Pois que ouro, incenso e mirra nos acompanhem pelo ano afora!
Até mais.
Caríssima Donana,
ResponderExcluirDizer o quê depois de um post tão pungente, de toda essa poesia, dessa “tristeza do guardar” misturada com esperanças em pacotes separados, inteiras aos pedaços? Não sei. Sim, hoje em volta das nossas árvores de Natal estão faltando muitos mas e os olhos encantados dos recém chegados? A nossa responsabilidade imediata é com os sonhos dos netinhos(rsrs)

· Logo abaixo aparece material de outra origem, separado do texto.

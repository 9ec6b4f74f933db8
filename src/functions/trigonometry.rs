use crate::ast::{OperatorKind, Parameters, Registry};
use crate::error::Result;

/// Named unary operators bind tighter than `^`, so `cos x^2` is `(cos x)^2`.
pub const UNARY_FUNCTION: i32 = 4;

pub fn register(registry: &mut Registry<f64>) -> Result<()> {
    let operators: [(&str, fn(f64) -> f64); 12] = [
        ("sin", f64::sin),
        ("cos", f64::cos),
        ("tan", f64::tan),
        ("asin", f64::asin),
        ("acos", f64::acos),
        ("atan", f64::atan),
        ("sinh", f64::sinh),
        ("cosh", f64::cosh),
        ("tanh", f64::tanh),
        ("asinh", f64::asinh),
        ("acosh", f64::acosh),
        ("atanh", f64::atanh),
    ];
    for (label, function) in operators {
        registry.register_operator(label, OperatorKind::Prefix, UNARY_FUNCTION, move |args| {
            Ok(function(args[0]))
        })?;
    }

    registry.register_function("deg", Parameters::Fixed(1), |args| Ok(args[0].to_degrees()))?;
    registry.register_function("rad", Parameters::Fixed(1), |args| Ok(args[0].to_radians()))?;
    Ok(())
}
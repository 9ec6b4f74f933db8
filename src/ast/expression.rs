use crate::ast::{Node, Token};
use crate::error::{ExpressionError, Result};
use log::trace;
use rayon::prelude::*;
use std::collections::{BTreeSet, HashMap};
use std::fmt;

/// Values visible to one evaluation: caller variables first, then the
/// constants captured when the expression was parsed.
pub struct Bindings<'a, T> {
    variables: &'a HashMap<String, T>,
    constants: &'a HashMap<String, T>,
}

impl<'a, T> Bindings<'a, T> {
    pub fn new(variables: &'a HashMap<String, T>, constants: &'a HashMap<String, T>) -> Self {
        Self {
            variables,
            constants,
        }
    }

    pub fn get(&self, label: &str) -> Option<&'a T> {
        self.variables
            .get(label)
            .or_else(|| self.constants.get(label))
    }
}

/// A parsed expression: the tree plus the constants known at parse time.
///
/// Evaluation never mutates the tree, so one expression can be evaluated any
/// number of times, from any number of threads, against different bindings.
#[derive(Debug, Clone)]
pub struct Expression<T> {
    root: Option<Node<T>>,
    constants: HashMap<String, T>,
}

impl<T> Expression<T> {
    pub fn new(root: Node<T>, constants: HashMap<String, T>) -> Self {
        Self {
            root: Some(root),
            constants,
        }
    }

    /// An expression with nothing to evaluate. Evaluating it fails with
    /// `InvalidExpression`.
    pub fn empty(constants: HashMap<String, T>) -> Self {
        Self {
            root: None,
            constants,
        }
    }

    pub fn root(&self) -> Option<&Node<T>> {
        self.root.as_ref()
    }

    /// Read-only view of the constants captured at parse time.
    pub fn constants(&self) -> &HashMap<String, T> {
        &self.constants
    }

    /// Labels of every variable or constant the expression refers to.
    pub fn variables(&self) -> BTreeSet<&str> {
        let mut labels = Vec::new();
        if let Some(root) = &self.root {
            root.collect_variables(&mut labels);
        }
        labels.into_iter().collect()
    }
}

impl<T: Clone> Expression<T> {
    /// Evaluates the expression with no variables bound.
    pub fn evaluate(&self) -> Result<T> {
        self.evaluate_with(&HashMap::new())
    }

    /// Evaluates the expression. A variable with the same label as a constant
    /// takes precedence over it.
    pub fn evaluate_with(&self, variables: &HashMap<String, T>) -> Result<T> {
        let root = self.root.as_ref().ok_or(ExpressionError::InvalidExpression)?;
        let bindings = Bindings::new(variables, &self.constants);
        evaluate(root, &bindings)
    }
}

impl<T: Clone + Send + Sync> Expression<T> {
    /// Evaluates the expression once per context, in parallel. Results keep
    /// the order of `contexts`.
    pub fn evaluate_batch(&self, contexts: &[HashMap<String, T>]) -> Vec<Result<T>> {
        contexts
            .par_iter()
            .map(|context| self.evaluate_with(context))
            .collect()
    }
}

impl<T: fmt::Display> fmt::Display for Expression<T> {
    fn fmt(&self, f: &mut fmt::Formatter<'_>) -> fmt::Result {
        match &self.root {
            Some(root) => write!(f, "{}", root),
            None => write!(f, "<empty>"),
        }
    }
}

impl<T: Clone> Node<T> {
    /// Evaluates the subtree rooted at this node against `bindings`.
    pub fn evaluate(&self, bindings: &Bindings<'_, T>) -> Result<T> {
        evaluate(self, bindings)
    }
}

/// Recursively evaluates `node`, children left to right.
fn evaluate<T: Clone>(node: &Node<T>, bindings: &Bindings<'_, T>) -> Result<T> {
    // Trees can be built by hand, so the shape is checked again here.
    if let Some(expected) = node.token.arity() {
        if node.children.len() != expected {
            return Err(ExpressionError::Arity {
                label: node.token.label().unwrap_or("operand").to_string(),
                expected,
                found: node.children.len(),
                offset: None,
            });
        }
    }

    match &node.token {
        Token::Operand(value) => Ok(value.clone()),
        Token::Variable(label) => bindings
            .get(label)
            .cloned()
            .ok_or_else(|| ExpressionError::UnboundVariable(label.clone())),
        Token::Operator(operator) => {
            let operands = evaluate_children(node, bindings)?;
            trace!("Applying `{}`", operator.label());
            operator
                .apply(&operands)
                .map_err(|message| ExpressionError::Compute {
                    label: operator.label().to_string(),
                    message,
                })
        }
        Token::Function(function) => {
            let arguments = evaluate_children(node, bindings)?;
            trace!("Calling `{}` with {} argument(s)", function.label(), arguments.len());
            function
                .apply(&arguments)
                .map_err(|message| ExpressionError::Compute {
                    label: function.label().to_string(),
                    message,
                })
        }
    }
}

fn evaluate_children<T: Clone>(node: &Node<T>, bindings: &Bindings<'_, T>) -> Result<Vec<T>> {
    node.children
        .iter()
        .map(|child| evaluate(child, bindings))
        .collect()
}

#[cfg(test)]
mod tests {
    use super::*;
    use crate::ast::{Function, Operator, OperatorKind, Parameters};
    use std::sync::Arc;

    fn add() -> Arc<Operator<i64>> {
        Arc::new(Operator::new("+", OperatorKind::Infix, 1, |args: &[i64]| {
            Ok(args[0] + args[1])
        }))
    }

    fn constants() -> HashMap<String, i64> {
        HashMap::from([("k".to_string(), 100)])
    }

    #[test]
    fn test_evaluate_hand_built_tree() {
        let expression = Expression::new(
            Node::operator(add(), vec![Node::operand(2), Node::variable("k")]),
            constants(),
        );
        assert_eq!(expression.evaluate().unwrap(), 102);
    }

    #[test]
    fn test_variable_overrides_constant() {
        let expression = Expression::new(
            Node::operator(add(), vec![Node::operand(2), Node::variable("k")]),
            constants(),
        );
        let variables = HashMap::from([("k".to_string(), 1)]);
        assert_eq!(expression.evaluate_with(&variables).unwrap(), 3);
        // The snapshot itself is untouched.
        assert_eq!(expression.constants().get("k"), Some(&100));
    }

    #[test]
    fn test_unbound_variable() {
        let expression = Expression::new(Node::variable("x"), constants());
        assert_eq!(
            expression.evaluate(),
            Err(ExpressionError::UnboundVariable("x".to_string()))
        );
    }

    #[test]
    fn test_node_evaluates_against_explicit_bindings() {
        let node = Node::operator(add(), vec![Node::variable("x"), Node::variable("k")]);
        let variables = HashMap::from([("x".to_string(), 5)]);
        let constants = constants();
        let bindings = Bindings::new(&variables, &constants);
        assert_eq!(node.evaluate(&bindings).unwrap(), 105);
    }

    #[test]
    fn test_empty_expression_is_invalid() {
        let expression: Expression<i64> = Expression::empty(constants());
        assert_eq!(expression.evaluate(), Err(ExpressionError::InvalidExpression));
    }

    #[test]
    fn test_mutated_tree_fails_arity_check() {
        let mut root = Node::operator(add(), vec![Node::operand(1), Node::operand(2)]);
        root.children.push(Node::operand(3));
        let expression = Expression::new(root, HashMap::new());
        assert!(matches!(
            expression.evaluate(),
            Err(ExpressionError::Arity {
                expected: 2,
                found: 3,
                offset: None,
                ..
            })
        ));

        let mut leaf = Node::operand(1);
        leaf.children.push(Node::operand(2));
        assert!(matches!(
            Expression::new(leaf, HashMap::new()).evaluate(),
            Err(ExpressionError::Arity { expected: 0, .. })
        ));
    }

    #[test]
    fn test_unlimited_function_takes_any_count() {
        let sum = Arc::new(Function::new("sum", Parameters::Unlimited, |args: &[i64]| {
            Ok(args.iter().sum())
        }));
        let none = Expression::new(Node::function(Arc::clone(&sum), vec![]), HashMap::new());
        assert_eq!(none.evaluate().unwrap(), 0);

        let many = Expression::new(
            Node::function(sum, (1..=5).map(Node::operand).collect()),
            HashMap::new(),
        );
        assert_eq!(many.evaluate().unwrap(), 15);
    }

    #[test]
    fn test_compute_failure_is_reported() {
        let checked_div = Arc::new(Operator::new("/", OperatorKind::Infix, 2, |args: &[i64]| {
            args[0]
                .checked_div(args[1])
                .ok_or_else(|| "Division by zero".to_string())
        }));
        let expression = Expression::new(
            Node::operator(checked_div, vec![Node::operand(1), Node::operand(0)]),
            HashMap::new(),
        );
        assert_eq!(
            expression.evaluate(),
            Err(ExpressionError::Compute {
                label: "/".to_string(),
                message: "Division by zero".to_string(),
            })
        );
    }

    #[test]
    fn test_children_are_evaluated_left_to_right() {
        let minus = Arc::new(Operator::new("-", OperatorKind::Infix, 1, |args: &[i64]| {
            Ok(args[0] - args[1])
        }));
        let expression = Expression::new(
            Node::operator(minus, vec![Node::operand(10), Node::operand(4)]),
            HashMap::new(),
        );
        assert_eq!(expression.evaluate().unwrap(), 6);
    }

    #[test]
    fn test_evaluate_batch_keeps_order() {
        let expression = Expression::new(
            Node::operator(add(), vec![Node::variable("x"), Node::variable("k")]),
            constants(),
        );
        let contexts: Vec<HashMap<String, i64>> = (0..64)
            .map(|i| HashMap::from([("x".to_string(), i)]))
            .chain(std::iter::once(HashMap::new()))
            .collect();

        let results = expression.evaluate_batch(&contexts);
        assert_eq!(results.len(), 65);
        for (i, result) in results.iter().take(64).enumerate() {
            assert_eq!(result, &Ok(i as i64 + 100));
        }
        assert_eq!(
            results[64],
            Err(ExpressionError::UnboundVariable("x".to_string()))
        );
    }

    #[test]
    fn test_variables_lists_leaf_labels() {
        let expression = Expression::new(
            Node::operator(
                add(),
                vec![
                    Node::variable("y"),
                    Node::operator(add(), vec![Node::variable("k"), Node::variable("y")]),
                ],
            ),
            constants(),
        );
        assert_eq!(
            expression.variables().into_iter().collect::<Vec<_>>(),
            vec!["k", "y"]
        );
    }
}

Desconfio que é da natureza dos artistas – e a senhora pertence à estirpe! - abrir portas e convidar o novo para se chegar. Deve ser mais fácil para quem cria perceber que viver é encarar o desconhecido a cada passo, é abraçar o que precisamos encontrar e que encontrá-lo é perder pedaços da gente, em escolhas conscientes, em rendições escolhidas na geografia cotidiana. Se perder nossos pedaços é inevitável então a questão passa a ser como perdê-los melhor, certo?

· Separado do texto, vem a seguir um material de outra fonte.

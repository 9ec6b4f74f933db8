use infixa_rs::ast::{Bindings, Node, Operator, OperatorKind};
use infixa_rs::functions::float_registry;
use std::collections::HashMap;
use std::sync::Arc;

fn main() {
    pretty_env_logger::init();

    let mut registry = float_registry().expect("Failed to configure registry");
    registry.register_variable("price").unwrap();
    registry.register_variable("volume").unwrap();

    let expression = registry
        .parse("price * 1.1 - volume / 100")
        .expect("Failed to parse");
    println!("Parsed: {}", expression);
    println!("Variables: {:?}", expression.variables());

    let context: HashMap<String, f64> =
        HashMap::from([("price".to_string(), 120.0), ("volume".to_string(), 3000.0)]);
    match expression.evaluate_with(&context) {
        Ok(result) => println!("Result: {}", result),
        Err(err) => println!("Error: {}", err),
    }

    // Trees can also be assembled by hand and evaluated directly.
    let hypot = Arc::new(Operator::new(
        "hypot",
        OperatorKind::Infix,
        2,
        |args: &[f64]| Ok(args[0].hypot(args[1])),
    ));
    let tree = Node::operator(hypot, vec![Node::operand(3.0), Node::variable("price")]);
    let bindings = Bindings::new(&context, registry.constants());
    println!("{} = {:?}", tree, tree.evaluate(&bindings));
}
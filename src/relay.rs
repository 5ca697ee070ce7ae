use crate::messages::{
    ConnectionState, FieldUpdate, PresenceAction, PresenceEvent, SessionId, TransportError,
};
use crate::model::{FieldId, PropertyKey};
use crate::store::{FieldStore, UpdateOutcome};
use std::collections::HashMap;
use std::sync::mpsc::Sender;

/// Outbound side of the realtime channel. The relay only needs fire-and-forget
/// publishing; subscription plumbing lives with whoever owns the transport.
pub trait RealtimeTransport {
    fn publish_update(&self, update: &FieldUpdate) -> Result<(), TransportError>;
    fn publish_presence(&self, event: &PresenceEvent) -> Result<(), TransportError>;
}

/// What happened to an inbound remote update.
#[derive(Debug, Clone, PartialEq, Eq)]
pub enum RemoteOutcome {
    Applied,
    /// Carried our own session id; applying it again would risk feedback
    /// loops, so it is discarded.
    OwnEcho,
    /// Targets the field of an in-flight local drag/resize. Local
    /// interaction wins until pointerup.
    LocalGestureWins,
    /// Referenced a field this client does not have; silent no-op.
    UnknownField,
    InvalidValue,
}

/// Mirrors local field mutations to peers and applies inbound remote
/// mutations to the store, suppressing echoes of this client's own updates.
pub struct CollaborationRelay {
    session: SessionId,
    connection: ConnectionState,
    was_connected: bool,
    transport: Option<Box<dyn RealtimeTransport>>,
    peer_focus: HashMap<FieldId, SessionId>,
}

impl CollaborationRelay {
    pub fn new(session: SessionId) -> Self {
        Self {
            session,
            connection: ConnectionState::Disconnected,
            was_connected: false,
            transport: None,
            peer_focus: HashMap::new(),
        }
    }

    pub fn with_transport(session: SessionId, transport: Box<dyn RealtimeTransport>) -> Self {
        let mut relay = Self::new(session);
        relay.transport = Some(transport);
        relay
    }

    pub fn session(&self) -> &SessionId {
        &self.session
    }

    pub fn connection(&self) -> ConnectionState {
        self.connection
    }

    /// Mark the channel connected. Returns true when this is a reconnect
    /// after a drop, in which case the caller must reload the full field set
    /// from the document source rather than trust buffered events.
    pub fn handle_connect(&mut self) -> bool {
        let resync = self.was_connected && self.connection == ConnectionState::Disconnected;
        self.connection = ConnectionState::Connected;
        self.was_connected = true;
        resync
    }

    pub fn handle_disconnect(&mut self) {
        self.connection = ConnectionState::Disconnected;
        self.peer_focus.clear();
    }

    /// Broadcast a local mutation. Disconnected or transport-less relays
    /// drop the event; the local store already holds the change.
    pub fn emit_update(&self, field_id: &FieldId, property: PropertyKey, value: String) {
        let Some(transport) = self.transport.as_deref() else {
            return;
        };
        if self.connection != ConnectionState::Connected {
            tracing::debug!(field_id = %field_id, "not connected, field update not broadcast");
            return;
        }
        let update = FieldUpdate {
            field_id: field_id.clone(),
            property,
            value,
            session_id: self.session.clone(),
        };
        if let Err(err) = transport.publish_update(&update) {
            tracing::warn!(%err, field_id = %field_id, "failed to broadcast field update");
        }
    }

    pub fn emit_presence(&self, field_id: &FieldId, action: PresenceAction) {
        let Some(transport) = self.transport.as_deref() else {
            return;
        };
        if self.connection != ConnectionState::Connected {
            return;
        }
        let event = PresenceEvent {
            field_id: field_id.clone(),
            session_id: self.session.clone(),
            action,
        };
        if let Err(err) = transport.publish_presence(&event) {
            tracing::warn!(%err, field_id = %event.field_id, "failed to broadcast presence");
        }
    }

    /// Apply a remote mutation to the store, without re-emission.
    /// `active_gesture` is the field currently being dragged/resized locally,
    /// if any; updates to it are dropped until the gesture completes.
    pub fn apply_remote_update(
        &mut self,
        store: &mut FieldStore,
        update: &FieldUpdate,
        active_gesture: Option<&FieldId>,
    ) -> RemoteOutcome {
        if update.session_id == self.session {
            return RemoteOutcome::OwnEcho;
        }
        if active_gesture == Some(&update.field_id) {
            tracing::debug!(
                field_id = %update.field_id,
                "remote update dropped, field is mid-gesture locally"
            );
            return RemoteOutcome::LocalGestureWins;
        }
        match store.update(&update.field_id, update.property, &update.value) {
            UpdateOutcome::Applied => RemoteOutcome::Applied,
            UpdateOutcome::NotFound => RemoteOutcome::UnknownField,
            UpdateOutcome::InvalidValue => RemoteOutcome::InvalidValue,
        }
    }

    /// Track which peer is editing which field. Echo-suppressed like updates.
    pub fn apply_remote_presence(&mut self, event: &PresenceEvent) -> bool {
        if event.session_id == self.session {
            return false;
        }
        match event.action {
            PresenceAction::Focus => {
                self.peer_focus
                    .insert(event.field_id.clone(), event.session_id.clone());
            }
            PresenceAction::Blur => {
                // Only the peer that focused the field may release it.
                if self.peer_focus.get(&event.field_id) == Some(&event.session_id) {
                    self.peer_focus.remove(&event.field_id);
                }
            }
        }
        true
    }

    pub fn peer_editing(&self, field_id: &FieldId) -> Option<&SessionId> {
        self.peer_focus.get(field_id)
    }
}

/// mpsc-backed transport; enough for in-process fan-out and tests. A socket
/// implementation lives outside this crate.
pub struct ChannelTransport {
    update_tx: Sender<FieldUpdate>,
    presence_tx: Sender<PresenceEvent>,
}

impl ChannelTransport {
    pub fn new(update_tx: Sender<FieldUpdate>, presence_tx: Sender<PresenceEvent>) -> Self {
        Self {
            update_tx,
            presence_tx,
        }
    }
}

impl RealtimeTransport for ChannelTransport {
    fn publish_update(&self, update: &FieldUpdate) -> Result<(), TransportError> {
        self.update_tx
            .send(update.clone())
            .map_err(|err| TransportError::Failed(err.to_string()))
    }

    fn publish_presence(&self, event: &PresenceEvent) -> Result<(), TransportError> {
        self.presence_tx
            .send(event.clone())
            .map_err(|err| TransportError::Failed(err.to_string()))
    }
}

#[cfg(test)]
mod tests {
    use super::*;
    use crate::model::{FieldKind, FieldOwner};
    use std::sync::mpsc::{channel, Receiver};

    fn connected_relay() -> (CollaborationRelay, Receiver<FieldUpdate>, Receiver<PresenceEvent>) {
        let (update_tx, update_rx) = channel();
        let (presence_tx, presence_rx) = channel();
        let mut relay = CollaborationRelay::with_transport(
            SessionId::new("s1"),
            Box::new(ChannelTransport::new(update_tx, presence_tx)),
        );
        relay.handle_connect();
        (relay, update_rx, presence_rx)
    }

    fn remote_update(field_id: &FieldId, session: &str, value: &str) -> FieldUpdate {
        FieldUpdate {
            field_id: field_id.clone(),
            property: PropertyKey::Value,
            value: value.to_string(),
            session_id: SessionId::new(session),
        }
    }

    #[test]
    fn emit_update_carries_local_session_id() {
        let (relay, update_rx, _presence_rx) = connected_relay();
        relay.emit_update(&FieldId::new("f1"), PropertyKey::Name, "Renamed".to_string());

        let sent = update_rx.try_recv().expect("update published");
        assert_eq!(sent.session_id, SessionId::new("s1"));
        assert_eq!(sent.property, PropertyKey::Name);
        assert_eq!(sent.value, "Renamed");
    }

    #[test]
    fn disconnected_relay_does_not_broadcast() {
        let (mut relay, update_rx, _presence_rx) = connected_relay();
        relay.handle_disconnect();
        relay.emit_update(&FieldId::new("f1"), PropertyKey::Name, "x".to_string());
        assert!(update_rx.try_recv().is_err());
    }

    #[test]
    fn own_echo_is_suppressed() {
        let (mut relay, _update_rx, _presence_rx) = connected_relay();
        let mut store = FieldStore::new(FieldOwner::User1);
        let id = store.add(FieldKind::Text, 0).id().clone();
        store.update(&id, PropertyKey::Value, "X");
        let updated_at = store.get(&id).expect("field").updated_at;

        let echo = remote_update(&id, "s1", "X");
        assert_eq!(
            relay.apply_remote_update(&mut store, &echo, None),
            RemoteOutcome::OwnEcho
        );
        // The locally applied mutation is untouched.
        let field = store.get(&id).expect("field");
        assert_eq!(field.value, "X");
        assert_eq!(field.updated_at, updated_at);
    }

    #[test]
    fn remote_update_from_peer_is_applied() {
        let (mut relay, _update_rx, _presence_rx) = connected_relay();
        let mut store = FieldStore::new(FieldOwner::User1);
        let id = store.add(FieldKind::Text, 0).id().clone();

        let update = remote_update(&id, "s2", "from peer");
        assert_eq!(
            relay.apply_remote_update(&mut store, &update, None),
            RemoteOutcome::Applied
        );
        assert_eq!(store.get(&id).expect("field").value, "from peer");
    }

    #[test]
    fn remote_update_to_field_mid_gesture_is_dropped() {
        let (mut relay, _update_rx, _presence_rx) = connected_relay();
        let mut store = FieldStore::new(FieldOwner::User1);
        let dragged = store.add(FieldKind::Text, 0).id().clone();
        let other = store.add(FieldKind::Text, 0).id().clone();

        let update = remote_update(&dragged, "s2", "clobber");
        assert_eq!(
            relay.apply_remote_update(&mut store, &update, Some(&dragged)),
            RemoteOutcome::LocalGestureWins
        );
        assert_eq!(store.get(&dragged).expect("field").value, "");

        // Updates to other fields still land during the gesture.
        let update = remote_update(&other, "s2", "fine");
        assert_eq!(
            relay.apply_remote_update(&mut store, &update, Some(&dragged)),
            RemoteOutcome::Applied
        );
    }

    #[test]
    fn remote_update_for_unknown_field_is_silent() {
        let (mut relay, _update_rx, _presence_rx) = connected_relay();
        let mut store = FieldStore::new(FieldOwner::User1);
        let update = remote_update(&FieldId::new("ghost"), "s2", "x");
        assert_eq!(
            relay.apply_remote_update(&mut store, &update, None),
            RemoteOutcome::UnknownField
        );
    }

    #[test]
    fn presence_tracks_peer_focus_and_blur() {
        let (mut relay, _update_rx, _presence_rx) = connected_relay();
        let field = FieldId::new("f1");

        let focus = PresenceEvent {
            field_id: field.clone(),
            session_id: SessionId::new("s2"),
            action: PresenceAction::Focus,
        };
        assert!(relay.apply_remote_presence(&focus));
        assert_eq!(relay.peer_editing(&field), Some(&SessionId::new("s2")));

        // A different peer's blur does not release s2's focus.
        let foreign_blur = PresenceEvent {
            field_id: field.clone(),
            session_id: SessionId::new("s3"),
            action: PresenceAction::Blur,
        };
        relay.apply_remote_presence(&foreign_blur);
        assert_eq!(relay.peer_editing(&field), Some(&SessionId::new("s2")));

        let blur = PresenceEvent {
            field_id: field.clone(),
            session_id: SessionId::new("s2"),
            action: PresenceAction::Blur,
        };
        relay.apply_remote_presence(&blur);
        assert_eq!(relay.peer_editing(&field), None);
    }

    #[test]
    fn own_presence_echo_is_ignored() {
        let (mut relay, _update_rx, _presence_rx) = connected_relay();
        let event = PresenceEvent {
            field_id: FieldId::new("f1"),
            session_id: SessionId::new("s1"),
            action: PresenceAction::Focus,
        };
        assert!(!relay.apply_remote_presence(&event));
        assert_eq!(relay.peer_editing(&FieldId::new("f1")), None);
    }

    #[test]
    fn reconnect_after_drop_requires_resync() {
        let (mut relay, _update_rx, _presence_rx) = connected_relay();
        assert_eq!(relay.connection(), ConnectionState::Connected);
        relay.handle_disconnect();
        assert!(relay.handle_connect());
    }

    #[test]
    fn first_connect_is_not_a_resync() {
        let mut relay = CollaborationRelay::new(SessionId::new("s1"));
        assert!(!relay.handle_connect());
    }
}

Note que o verbo perder tem dois significados distintos. Perder é o familiar desaparecendo, são as pessoas e as coisas amadas sumindo da nossa visão ou posse: nossos pais, amores, amigos, as velhas casa e árvore de Natal. Mas esse perder também é o desconhecido aparecendo para se fazer familiar.Imagine-se fluindo através do tempo jogando fora chaves, endereços, números de telefones, livros, caixas e garrafa vazias, o lixo da festa. É essa a visão que temos se sentamos no trem voltados para trás. Porém se sentamos voltados para o norte e olhamos para a frente a coisa muda: avistamos momentos de chegada e realização, de descoberta e aprendizado e vida nova impulsionando o mundo.
Concordo com a senhora: é claro que esquecer o passado é perder o sentido das perdas, a memória de uma riqueza ausente e um conjunto de pistas para navegar melhor o presente. O segredo não é esquecer mas deixar ir e, mais ricos em perdas, cuidar dos futuros quixotinhos, manter bonitos os rituais, guardar amorosamente os souvenirs e seguir em frente.

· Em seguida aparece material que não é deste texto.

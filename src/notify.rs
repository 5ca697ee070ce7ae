use chrono::{DateTime, Local};
use std::collections::VecDeque;
use std::fs::OpenOptions;
use std::io::Write;
use std::path::Path;

pub const NOTIFICATION_FEED_CAP: usize = 32;

#[derive(Debug, Clone, Copy, PartialEq, Eq)]
pub enum NotificationLevel {
    Success,
    Error,
    Info,
}

impl NotificationLevel {
    pub fn as_str(self) -> &'static str {
        match self {
            Self::Success => "success",
            Self::Error => "error",
            Self::Info => "info",
        }
    }
}

/// One user-visible transient message. Failures never crash the session;
/// they degrade to an entry here and a return to the prior stable state.
#[derive(Debug, Clone, PartialEq)]
pub struct Notification {
    pub level: NotificationLevel,
    pub message: String,
    pub at: DateTime<Local>,
}

/// Bounded in-memory feed the presentation layer drains for toasts.
#[derive(Debug, Clone, Default, PartialEq)]
pub struct NotificationFeed {
    entries: VecDeque<Notification>,
}

impl NotificationFeed {
    pub fn new() -> Self {
        Self::default()
    }

    pub fn push_success(&mut self, message: impl Into<String>) {
        self.push(NotificationLevel::Success, message.into());
    }

    pub fn push_error(&mut self, message: impl Into<String>) {
        self.push(NotificationLevel::Error, message.into());
    }

    pub fn push_info(&mut self, message: impl Into<String>) {
        self.push(NotificationLevel::Info, message.into());
    }

    fn push(&mut self, level: NotificationLevel, message: String) {
        if self.entries.len() == NOTIFICATION_FEED_CAP {
            self.entries.pop_front();
        }
        self.entries.push_back(Notification {
            level,
            message,
            at: Local::now(),
        });
    }

    pub fn latest(&self) -> Option<&Notification> {
        self.entries.back()
    }

    pub fn iter(&self) -> impl Iterator<Item = &Notification> {
        self.entries.iter()
    }

    pub fn len(&self) -> usize {
        self.entries.len()
    }

    pub fn is_empty(&self) -> bool {
        self.entries.is_empty()
    }

    pub fn clear(&mut self) {
        self.entries.clear();
    }
}

/// Append a notification to a plain-text log file. Best-effort; logging
/// failures are ignored.
pub fn append_notification_log(path: &Path, notification: &Notification) {
    if let Ok(mut file) = OpenOptions::new().create(true).append(true).open(path) {
        let _ = writeln!(
            file,
            "{} - {} - {}",
            notification.at.to_rfc3339(),
            notification.level.as_str(),
            notification.message
        );
    }
}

“O presente é tão grande, não nos afastemos. Não nos afastemos muito, vamos de mãos dadas.”
"Até sempre mais"
Olá Moacir,
ExcluirTrazendo pretinhas delicadas d'além mar!
Ah! Esses quixotinhos! São luzes acesas todo o ano, toda a vida! Acho que são eles a cola mágica que junta os pedaços.
Como seu comentário feito de pedaços de poesia colados em linhas pretinhas de vida.
Vou andar de frente nesse trem, vou cada vez mais acolher o novo. Na vida, na casa, no meu fazer e no meu abraço. E se houver trincas como na queima da cerâmica vou rejuntar com cola mágica, com caquinhos coloridos de mosaico, com o que tiver à mão.
Adorei as "rendições escolhidas". Sem o saber ou planejar é um pouco isso que fazemos,não é? Caso contrário os pedaços não fariam sentido. Não seriam tão sentidos!
De mãos dadas, cheias de pretinhas generosas, até sempre mais.